When I visit this site I usually don't see much said about this place.
Every trip we have lunch there and last time we decided to have dinner as well.
Met the owner and I as recall, his son, and the menu has such a variety of things for anyone and prices are very reasonable.
Wife gets the club sandwich for lunch and I get the burger or something and sit there and take in the sites by the sidewalk for 90 minutes at lunch.

Can't wait to dine there in a coupe weeks.

----------


## cassidain

> What has come over this French island?



Did you know France has over 2,000 kilometers of Mediterranean coast?

----------


## cec1

> When I visit this site I usually don't see much said about this place.
> Every trip we have lunch there and last time we decided to have dinner as well.
> Met the owner and I as recall, his son, and the menu has such a variety of things for anyone and prices are very reasonable.
> Wife gets the club sandwich for lunch and I get the burger or something and sit there and take in the sites by the sidewalk for 90 minutes at lunch.
> 
> Can't wait to dine there in a coupe weeks.



I think that you have another place in mind. I do believe that Orega was open at lunch . . . and, in any event, to my knowledge the owner does not have a son.

----------


## elgreaux

> I think that you have another place in mind. I do believe that Orega was open at lunch . . . and, in any event, to my knowledge the owner does not have a son.

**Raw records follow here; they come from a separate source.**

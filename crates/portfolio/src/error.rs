use database::StoreError;
use market_data::MarketDataError;
use thiserror::Error;
use uuid::Uuid;

#[derive(Debug, Error)]
pub enum PortfolioError {
    #[error("account {0} not found")]
    AccountNotFound(Uuid),

    #[error("quote gateway failed: {0}")]
    QuoteUnavailable(#[source] MarketDataError),

    #[error("ledger store failed: {0}")]
    Store(#[source] StoreError),
}

impl From<StoreError> for PortfolioError {
    fn from(err: StoreError) -> Self {
        match err {
            StoreError::AccountNotFound(id) => PortfolioError::AccountNotFound(id),
            other => PortfolioError::Store(other),
        }
    }
}

impl From<MarketDataError> for PortfolioError {
    fn from(err: MarketDataError) -> Self {
        PortfolioError::QuoteUnavailable(err)
    }
}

their response was in response to my response about Le Repaire - being one of the longest running single owner restaurants. which was in response to your response about longest running restaurants..... ..

----------


## cec1

> Did you know France has over 2,000 kilometers of Mediterranean coast?



. . . as I have been told, France has more coastline — considering its associated communities — than any other country in the world.

----------


## Happycamper

Just to correct a memorable myth.... 
 France itself ranks #26 on longest coastline at ~4K km. Canada is #1 at ~200K km and Norway #2 at ~80K km. If you add Polynesia, French Caribbean and French Southern and Antarctic Region to France they might crack the top ten, but not much higher than that.  They would have to reclaim Canada to get to the number one spot.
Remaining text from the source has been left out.